Despres's double-murder trial delayed again
Family members of a victim in a double killing are angry that the trial of Gregory Despres has been delayed again, and rescheduled for a controversial date.
A psychiatric assessment ordered by the court in early February did not get to Judge Judy Clendenning in time for a hearing Friday.
Although Clendenning did receive a private evaluation of Despres from the defence, she delayed a hearing on his mental state until April 24th.
The date outraged family members of Fred Fulton, because it is so close to April 26, the anniversary of the 2005discovery of his body and that of Verna Decarie in their Minto, N.B., home.
The assessment is Despres's third, after two other assessments declared him fit to stand trial. Despres is charged with two counts of first-degree murder.
Marvin Richardson, Fulton's brother-in-law, said it will be difficult for family to sit through proceedings at that time.

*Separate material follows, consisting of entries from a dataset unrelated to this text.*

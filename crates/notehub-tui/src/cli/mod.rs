// ABOUTME: CLI command definitions using clap.
// ABOUTME: Handles non-interactive subcommands: list, show, create, delete, setup.

pub mod create;
pub mod delete;
pub mod list;
pub mod setup;
pub mod show;

use crate::config::Overrides;
use clap::{Parser, Subcommand};
use notehub_client::Note;

#[derive(Parser, Debug)]
#[command(
    name = "notehub",
    version,
    about = "NoteHub - browse, search, and create notes from the terminal"
)]
pub struct Cli {
    #[command(subcommand)]
    pub command: Option<Command>,

    /// API base URL override
    #[arg(long, global = true, env = "NOTEHUB_BASE_URL")]
    pub base_url: Option<String>,

    /// API token override
    #[arg(long, global = true, env = "NOTEHUB_TOKEN", hide_env_values = true)]
    pub token: Option<String>,
}

impl Cli {
    pub fn overrides(&self) -> Overrides {
        Overrides {
            base_url: self.base_url.clone(),
            token: self.token.clone(),
        }
    }
}

#[derive(Subcommand, Debug)]
pub enum Command {
    /// Interactive setup wizard
    Setup,
    /// List one page of notes
    List {
        /// Page number, starting at 1
        #[arg(short, long, default_value_t = 1)]
        page: u32,
        /// Only notes whose title or content matches
        #[arg(short, long, default_value = "")]
        search: String,
        /// Print the raw page as JSON
        #[arg(long)]
        json: bool,
    },
    /// Show a single note
    Show {
        id: String,
        /// Print the note as JSON
        #[arg(long)]
        json: bool,
    },
    /// Create a note
    Create {
        #[arg(short, long)]
        title: String,
        #[arg(short, long, default_value = "")]
        content: String,
        /// One of Todo, Work, Personal, Meeting, Shopping
        #[arg(long, default_value = "Todo")]
        tag: String,
    },
    /// Delete a note
    Delete { id: String },
}

/// One-line summary used by list output
pub(crate) fn note_line(note: &Note) -> String {
    format!(
        "{:<12} {:<9} {}",
        note.id,
        note.tag.as_str(),
        note.title
    )
}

"I'm hurting for all the family," Richardson said outside the court. "It's hard for me to express myself, because today I am really sad that our system is as crazy as it is.
"We've got to come up here on the 24th, and we've got to sit back and look at a lot of things, and it's not that we want to be sitting here at a trial … the day that [Fulton] was murdered."
The trial, which began Jan. 8, has heard that Fulton, 74, was decapitated and Decarie, 70, was stabbed numerous times.
Despres, who has dual citizenship, was arrested in Massachusetts on the same day the bodies were found.
The trial has focused on often gruesome details of the crime scene in the Fulton home, and how bloody prints in the home matched boots seized from Despres.
Other testimony showed that DNA in blood found on items carried by Despres when he crossed the U.S.-Canada border matched Fulton's DNA.